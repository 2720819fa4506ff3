use std::fmt;

use serde::Serialize;
use serde_json::{Map, Value};

use crate::models::domain::{
    flashcard::Flashcard, module_content::ModuleContent, quiz::Quiz,
    quiz_question::FinalExamQuestion, study_plan::StudyPlanItem,
};

pub const DEFAULT_EXAM_LEVEL: &str = "intermediate";
pub const DEFAULT_EXAM_PLAN: &str = "general";

#[derive(Clone, Copy, Debug, PartialEq, Eq)]
pub enum ContentKind {
    Plan,
    Flashcards,
    Quiz,
    FinalExam,
    ModuleContent,
}

impl fmt::Display for ContentKind {
    fn fmt(&self, f: &mut fmt::Formatter<'_>) -> fmt::Result {
        match self {
            ContentKind::Plan => write!(f, "plan"),
            ContentKind::Flashcards => write!(f, "flashcards"),
            ContentKind::Quiz => write!(f, "quiz"),
            ContentKind::FinalExam => write!(f, "final exam"),
            ContentKind::ModuleContent => write!(f, "module content"),
        }
    }
}

#[derive(Clone, Debug, PartialEq)]
pub struct PlanParams {
    pub level: String,
    pub preferences: Map<String, Value>,
}

/// Module addressed by flashcard, quiz and slide requests. `topic` is
/// already resolved (falls back to the module id).
#[derive(Clone, Debug, PartialEq, Eq)]
pub struct ModuleTarget {
    pub module_id: String,
    pub topic: String,
}

impl ModuleTarget {
    pub fn new(module_id: impl Into<String>, topic: Option<String>) -> Self {
        let module_id = module_id.into();
        let topic = topic
            .filter(|topic| !topic.trim().is_empty())
            .unwrap_or_else(|| module_id.clone());
        Self { module_id, topic }
    }
}

#[derive(Clone, Debug, PartialEq, Eq)]
pub struct FinalExamParams {
    pub plan_id: String,
    pub level: String,
}

impl FinalExamParams {
    pub fn new(plan_id: Option<String>, level: Option<String>) -> Self {
        Self {
            plan_id: plan_id
                .filter(|id| !id.trim().is_empty())
                .unwrap_or_else(|| DEFAULT_EXAM_PLAN.to_string()),
            level: level
                .filter(|level| !level.trim().is_empty())
                .unwrap_or_else(|| DEFAULT_EXAM_LEVEL.to_string()),
        }
    }
}

/// A validated generation request. Built per HTTP call and dropped with it.
#[derive(Clone, Debug, PartialEq)]
pub enum ContentRequest {
    Plan(PlanParams),
    Flashcards(ModuleTarget),
    Quiz(ModuleTarget),
    FinalExam(FinalExamParams),
    ModuleContent(ModuleTarget),
}

impl ContentRequest {
    pub fn kind(&self) -> ContentKind {
        match self {
            ContentRequest::Plan(_) => ContentKind::Plan,
            ContentRequest::Flashcards(_) => ContentKind::Flashcards,
            ContentRequest::Quiz(_) => ContentKind::Quiz,
            ContentRequest::FinalExam(_) => ContentKind::FinalExam,
            ContentRequest::ModuleContent(_) => ContentKind::ModuleContent,
        }
    }
}

/// Validated generation output. Serializes without a wrapper: arrays for
/// plans, flashcards and exams, objects for quizzes and module content.
#[derive(Clone, Debug, PartialEq, Serialize)]
#[serde(untagged)]
pub enum ShapedContent {
    Plan(Vec<StudyPlanItem>),
    Flashcards(Vec<Flashcard>),
    Quiz(Quiz),
    FinalExam(Vec<FinalExamQuestion>),
    ModuleContent(ModuleContent),
}

impl ShapedContent {
    pub fn kind(&self) -> ContentKind {
        match self {
            ShapedContent::Plan(_) => ContentKind::Plan,
            ShapedContent::Flashcards(_) => ContentKind::Flashcards,
            ShapedContent::Quiz(_) => ContentKind::Quiz,
            ShapedContent::FinalExam(_) => ContentKind::FinalExam,
            ShapedContent::ModuleContent(_) => ContentKind::ModuleContent,
        }
    }

    /// Number of top-level items, used for logging.
    pub fn item_count(&self) -> usize {
        match self {
            ShapedContent::Plan(plans) => plans.len(),
            ShapedContent::Flashcards(cards) => cards.len(),
            ShapedContent::Quiz(quiz) => quiz.questions.len(),
            ShapedContent::FinalExam(questions) => questions.len(),
            ShapedContent::ModuleContent(content) => content.slides.len(),
        }
    }
}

* * *

Copy out every record exactly; leave nothing out.

*Answer for this exercise*
repository 2720819fa4506ff3
use std::fmt;

use serde::Serialize;
use serde_json::{Map, Value};

use crate::models::domain::{
    flashcard::Flashcard, module_content::ModuleContent, quiz::Quiz,
    quiz_question::FinalExamQuestion, study_plan::StudyPlanItem,
};

pub const DEFAULT_EXAM_LEVEL: &str = "intermediate";
pub const DEFAULT_EXAM_PLAN: &str = "general";

#[derive(Clone, Copy, Debug, PartialEq, Eq)]
pub enum ContentKind {
    Plan,
    Flashcards,
    Quiz,
    FinalExam,
    ModuleContent,
}

impl fmt::Display for ContentKind {
    fn fmt(&self, f: &mut fmt::Formatter<'_>) -> fmt::Result {
        match self {
            ContentKind::Plan => write!(f, "plan"),
            ContentKind::Flashcards => write!(f, "flashcards"),
            ContentKind::Quiz => write!(f, "quiz"),
            ContentKind::FinalExam => write!(f, "final exam"),
            ContentKind::ModuleContent => write!(f, "module content"),
        }
    }
}

#[derive(Clone, Debug, PartialEq)]
pub struct PlanParams {
    pub level: String,
    pub preferences: Map<String, Value>,
}

/// Module addressed by flashcard, quiz and slide requests. `topic` is
/// already resolved (falls back to the module id).
#[derive(Clone, Debug, PartialEq, Eq)]
pub struct ModuleTarget {
    pub module_id: String,
    pub topic: String,
}

impl ModuleTarget {
    pub fn new(module_id: impl Into<String>, topic: Option<String>) -> Self {
        let module_id = module_id.into();
        let topic = topic
            .filter(|topic| !topic.trim().is_empty())
            .unwrap_or_else(|| module_id.clone());
        Self { module_id, topic }
    }
}

#[derive(Clone, Debug, PartialEq, Eq)]
pub struct FinalExamParams {
    pub plan_id: String,
    pub level: String,
}

impl FinalExamParams {
    pub fn new(plan_id: Option<String>, level: Option<String>) -> Self {
        Self {
            plan_id: plan_id
                .filter(|id| !id.trim().is_empty())
                .unwrap_or_else(|| DEFAULT_EXAM_PLAN.to_string()),
            level: level
                .filter(|level| !level.trim().is_empty())
                .unwrap_or_else(|| DEFAULT_EXAM_LEVEL.to_string()),
        }
    }
}

/// A validated generation request. Built per HTTP call and dropped with it.
#[derive(Clone, Debug, PartialEq)]
pub enum ContentRequest {
    Plan(PlanParams),
    Flashcards(ModuleTarget),
    Quiz(ModuleTarget),
    FinalExam(FinalExamParams),
    ModuleContent(ModuleTarget),
}

impl ContentRequest {
    pub fn kind(&self) -> ContentKind {
        match self {
            ContentRequest::Plan(_) => ContentKind::Plan,
            ContentRequest::Flashcards(_) => ContentKind::Flashcards,
            ContentRequest::Quiz(_) => ContentKind::Quiz,
            ContentRequest::FinalExam(_) => ContentKind::FinalExam,
            ContentRequest::ModuleContent(_) => ContentKind::ModuleContent,
        }
    }
}

/// Validated generation output. Serializes without a wrapper: arrays for
/// plans, flashcards and exams, objects for quizzes and module content.
#[derive(Clone, Debug, PartialEq, Serialize)]
#[serde(untagged)]
pub enum ShapedContent {
    Plan(Vec<StudyPlanItem>),
    Flashcards(Vec<Flashcard>),
    Quiz(Quiz),
    FinalExam(Vec<FinalExamQuestion>),
    ModuleContent(ModuleContent),
}

impl ShapedContent {
    pub fn kind(&self) -> ContentKind {
        match self {
            ShapedContent::Plan(_) => ContentKind::Plan,
            ShapedContent::Flashcards(_) => ContentKind::Flashcards,
            ShapedContent::Quiz(_) => ContentKind::Quiz,
            ShapedContent::FinalExam(_) => ContentKind::FinalExam,
            ShapedContent::ModuleContent(_) => ContentKind::ModuleContent,
        }
    }

    /// Number of top-level items, used for logging.
    pub fn item_count(&self) -> usize {
        match self {
            ShapedContent::Plan(plans) => plans.len(),
            ShapedContent::Flashcards(cards) => cards.len(),
            ShapedContent::Quiz(quiz) => quiz.questions.len(),
            ShapedContent::FinalExam(questions) => questions.len(),
            ShapedContent::ModuleContent(content) => content.slides.len(),
        }
    }
}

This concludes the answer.